Apparently, this place (of which I had never heard before I came here with F) is famous, if not infamous, for it’s marble and. In particular, it’s white marble.
Various famous people have come here to pick their own marble for their kitchen or whatever. There are big yards, near where F has his house where there are huge, almost square blocks of the stuff, where they also cut it into huge flat sheets. Yesterday I saw some people who were being shown round one of these yards, obviously choosing the block or sheets they wanted.
The marble, since Roman times, was hauled down the mountainside, to the sea front where it has been shipped all over the world.
As one would expect, with marble being such a big thing here, marble is used in some of the strangest of places.
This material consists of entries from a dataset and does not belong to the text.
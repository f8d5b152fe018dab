//! drv-stats - Discrete random variable statistics
//!
//! This crate computes the dashboard shown for a discrete random variable X
//! entered as a table of values and probabilities:
//!
//! - **Input**: parse and validate support values and probabilities
//!   (decimals or fractions, summing to 1 within 1e-7)
//! - **Summary**: E(X), Var(X), S.D., mode, quartiles and IQR
//! - **Transform**: apply g(x) and summarize g(X) the same way
//! - **Chart**: p.m.f. and c.d.f. bar series for an external renderer
//! - **Session**: per-user state holding the current distribution
//!
//! # Example
//!
//! ```ignore
//! use drv_stats::Session;
//!
//! let mut session = Session::new();
//! session.set_input("1 2 3", "1/4 1/2 1/4")?;
//! let dashboard = session.dashboard()?;
//! assert_eq!(dashboard.summary.mean, 2.0);
//!
//! let report = session.transform("2*x + 1")?;
//! assert_eq!(report.summary.mean, 5.0);
//! ```

pub mod chart;
pub mod config;
pub mod distribution;
pub mod error;
pub mod input;
pub mod session;
pub mod summary;
pub mod transform;

pub use chart::*;
pub use config::*;
pub use distribution::*;
pub use error::*;
pub use input::*;
pub use session::*;
pub use summary::*;
pub use transform::*;

pub use drv_expr::Function1D;

// Setup UniFFI when the feature is enabled
#[cfg(feature = "uniffi")]
uniffi::setup_scaffolding!();
//! Expression grammar parser using nom
//!
//! Grammar:
//! ```text
//! expr      := term (('+' | '-') term)*
//! term      := unary (('*' | '/') unary)*
//! unary     := ('-' | '+') unary | power
//! power     := atom (('**' | '^') unary)?
//! atom      := number | call | symbol | '(' expr ')'
//! call      := ident '(' args ')'
//! args      := expr (',' expr)*
//! ```
//!
//! Exponentiation is right-associative and binds tighter than unary minus,
//! so `-x**2` parses as `-(x**2)` and `2**3**2` as `2**(3**2)`.

use crate::ast::*;
use nom::{
    branch::alt,
    bytes::complete::{tag, take_while, take_while1},
    character::complete::{char, digit0, digit1, multispace0, one_of},
    combinator::{map, map_res, not, opt, recognize, value},
    multi::{many0, separated_list0},
    sequence::{delimited, pair, preceded, terminated, tuple},
    IResult,
};
use thiserror::Error;

/// Parse errors
#[derive(Debug, Clone, PartialEq, Error)]
pub enum ParseError {
    #[error("Expression is empty")]
    Empty,

    #[error("Parse error: {0}")]
    Parse(String),

    #[error("Unknown symbol '{0}'")]
    UnknownSymbol(String),

    #[error("Unknown function '{0}'")]
    UnknownFunction(String),

    #[error("Function '{name}' takes {expected} argument(s), got {found}")]
    Arity {
        name: String,
        expected: usize,
        found: usize,
    },
}

/// Parse an expression from a string
///
/// Only the syntax is checked here; symbol and function names are checked
/// by [`crate::Function1D::parse`].
pub fn parse_expression(input: &str) -> Result<Expr, ParseError> {
    if input.trim().is_empty() {
        return Err(ParseError::Empty);
    }

    match expr(input) {
        Ok(("", result)) => Ok(result),
        Ok((remaining, _)) => Err(ParseError::Parse(format!(
            "Unexpected characters at end: '{}'",
            remaining
        ))),
        Err(e) => Err(ParseError::Parse(format!("{:?}", e))),
    }
}

/// Parse whitespace
fn ws<'a, F, O>(inner: F) -> impl FnMut(&'a str) -> IResult<&'a str, O>
where
    F: FnMut(&'a str) -> IResult<&'a str, O>,
{
    delimited(multispace0, inner, multispace0)
}

/// Parse an expression (entry point)
fn expr(input: &str) -> IResult<&str, Expr> {
    let (input, first) = term(input)?;
    let (input, rest) = many0(pair(ws(additive_op), term))(input)?;

    let result = rest
        .into_iter()
        .fold(first, |acc, (op, e)| Expr::binary(op, acc, e));
    Ok((input, result))
}

/// Parse multiplication and division
fn term(input: &str) -> IResult<&str, Expr> {
    let (input, first) = unary(input)?;
    let (input, rest) = many0(pair(ws(multiplicative_op), unary))(input)?;

    let result = rest
        .into_iter()
        .fold(first, |acc, (op, e)| Expr::binary(op, acc, e));
    Ok((input, result))
}

/// Parse prefix signs
fn unary(input: &str) -> IResult<&str, Expr> {
    alt((
        map(preceded(ws(char('-')), unary), Expr::neg),
        preceded(ws(char('+')), unary),
        power,
    ))(input)
}

/// Parse exponentiation
fn power(input: &str) -> IResult<&str, Expr> {
    let (input, base) = atom(input)?;
    let (input, exponent) = opt(preceded(ws(power_op), unary))(input)?;

    let result = match exponent {
        Some(exponent) => Expr::binary(BinaryOp::Pow, base, exponent),
        None => base,
    };
    Ok((input, result))
}

fn additive_op(input: &str) -> IResult<&str, BinaryOp> {
    alt((
        value(BinaryOp::Add, char('+')),
        value(BinaryOp::Sub, char('-')),
    ))(input)
}

fn multiplicative_op(input: &str) -> IResult<&str, BinaryOp> {
    alt((
        value(BinaryOp::Mul, terminated(char('*'), not(char('*')))),
        value(BinaryOp::Div, char('/')),
    ))(input)
}

fn power_op(input: &str) -> IResult<&str, &str> {
    alt((tag("**"), tag("^")))(input)
}

/// Parse atomic expressions
fn atom(input: &str) -> IResult<&str, Expr> {
    ws(alt((
        // Number (must come before identifier)
        map(parse_number, Expr::Number),
        // Function call (must come before bare symbol)
        map(function_call, Expr::Call),
        // Variable or constant
        map(identifier, Expr::symbol),
        // Parenthesized expression
        delimited(char('('), expr, char(')')),
    )))(input)
}

/// Parse an unsigned decimal number (`3`, `2.5`, `.5`, `1e-3`)
///
/// Signs are handled by `unary`, so `2-3` is a subtraction.
fn parse_number(input: &str) -> IResult<&str, f64> {
    map_res(
        recognize(pair(
            alt((
                recognize(pair(digit1, opt(pair(char('.'), digit0)))),
                recognize(pair(char('.'), digit1)),
            )),
            opt(tuple((one_of("eE"), opt(one_of("+-")), digit1))),
        )),
        |s: &str| s.parse::<f64>(),
    )(input)
}

/// Parse an identifier (starts with letter or underscore, followed by alphanumeric or underscore)
fn identifier(input: &str) -> IResult<&str, &str> {
    recognize(pair(
        take_while1(|c: char| c.is_alphabetic() || c == '_'),
        take_while(|c: char| c.is_alphanumeric() || c == '_'),
    ))(input)
}

/// Parse a function call
fn function_call(input: &str) -> IResult<&str, FunctionCall> {
    let (input, name) = identifier(input)?;
    let (input, _) = multispace0(input)?;
    let (input, args) = delimited(
        char('('),
        separated_list0(ws(char(',')), expr),
        ws(char(')')),
    )(input)?;

    Ok((input, FunctionCall::new(name, args)))
}
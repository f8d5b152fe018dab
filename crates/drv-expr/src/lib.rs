//! drv-expr - Expression grammar for random-variable transformations
//!
//! This crate parses and evaluates the single-variable expressions used to
//! transform a discrete random variable, `g(x)`. It is deliberately not a
//! computer-algebra system: only a whitelisted set of operators, functions and
//! constants is understood.
//!
//! # Expression Syntax
//!
//! - **Arithmetic**: `+`, `-`, `*`, `/`, `**` (or `^`), parentheses
//! - **Functions**: `sin`, `cos`, `tan`, `exp`, `log` (natural), `sqrt`, `abs`
//! - **Constants**: `pi`, `E`
//! - **Variable**: `x` (case-sensitive)
//!
//! # Examples
//!
//! ```ignore
//! use drv_expr::Function1D;
//!
//! let g = Function1D::parse("2*x + 1")?;
//! assert_eq!(g.evaluate(&[1.0, 2.0, 3.0])?, vec![3.0, 5.0, 7.0]);
//!
//! let g = Function1D::parse("exp(-x**2 / 2)")?;
//! ```

pub mod ast;
pub mod eval;
pub mod parser;

pub use ast::*;
pub use eval::*;
pub use parser::*;
//! Error types for drv-stats
//!
//! Every failure is detected at the input boundary and returned to the
//! caller; nothing is retried and there is no partial success.

use thiserror::Error;

/// Main error type for drv operations
#[derive(Error, Debug, Clone, PartialEq)]
pub enum DrvError {
    /// Malformed numeric or fractional token
    #[error("Cannot parse '{input}': {reason}")]
    Parse { input: String, reason: String },

    /// Probability count differs from support count
    #[error("Expected {expected} probability values (one per value of x), got {found}")]
    Cardinality { expected: usize, found: usize },

    /// Probabilities do not sum to 1 within tolerance
    #[error("Probabilities sum to {sum}, which differs from 1 by more than {tolerance:e}")]
    Normalization { sum: f64, tolerance: f64 },

    /// Malformed transformation expression
    #[error("Invalid expression: {0}")]
    ExpressionSyntax(#[from] drv_expr::ParseError),

    /// Transformation undefined at some input
    #[error("Cannot evaluate expression: {0}")]
    Evaluation(#[from] drv_expr::EvalError),

    /// Session used before any distribution was entered
    #[error("No distribution has been entered yet")]
    NoDistribution,
}

impl DrvError {
    /// Create a parse error for an input token
    pub fn parse(input: impl Into<String>, reason: impl Into<String>) -> Self {
        DrvError::Parse {
            input: input.into(),
            reason: reason.into(),
        }
    }

    /// Short category name, useful for hosts that map errors to prompts
    pub fn kind(&self) -> &'static str {
        match self {
            DrvError::Parse { .. } => "parse",
            DrvError::Cardinality { .. } => "cardinality",
            DrvError::Normalization { .. } => "normalization",
            DrvError::ExpressionSyntax(_) => "expression-syntax",
            DrvError::Evaluation(_) => "evaluation",
            DrvError::NoDistribution => "no-distribution",
        }
    }
}

/// Result type alias for drv operations
pub type DrvResult<T> = Result<T, DrvError>;

/// Validation utilities
pub mod validation {
    use super::*;

    /// Validate that `found` probabilities match `expected` support values
    pub fn validate_cardinality(expected: usize, found: usize) -> DrvResult<()> {
        if expected == 0 || found != expected {
            return Err(DrvError::Cardinality { expected, found });
        }
        Ok(())
    }

    /// Validate that probabilities sum to 1 within `tolerance`
    pub fn validate_normalization(probs: &[f64], tolerance: f64) -> DrvResult<()> {
        let sum: f64 = probs.iter().sum();
        if (1.0 - sum).abs() > tolerance {
            return Err(DrvError::Normalization { sum, tolerance });
        }
        Ok(())
    }

    /// Validate a single probability value
    pub fn validate_probability(token: &str, value: f64) -> DrvResult<()> {
        if !value.is_finite() {
            return Err(DrvError::parse(token, "probability must be a finite number"));
        }
        if value < 0.0 {
            return Err(DrvError::parse(token, "probability must be non-negative"));
        }
        Ok(())
    }
}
I mean, there are the usual, expected sculptures and monuments. At every roundabout, variously placed outside public buildings, in squares and one, of what looks like a baby polar bear, outside the school.
Some are modern, like one with waves with hands and heads sticking out – I guess to remember those lost at sea, some old and rather forgotten like the one of a dog, about 5 feet tall.
Then marble is used on houses that, elsewhere, would be unthinkable. Like, for instance, the base of houses, up to the damp course. And for tables and instead of skirting boards.
Then there’s the street. The pavements are not paved with gold but often marble. And, for me, the most extravagant thing is its use for kerb stones.
This is certainly a place for marble and mostly white marble. And it gives the place a rather opulent feel.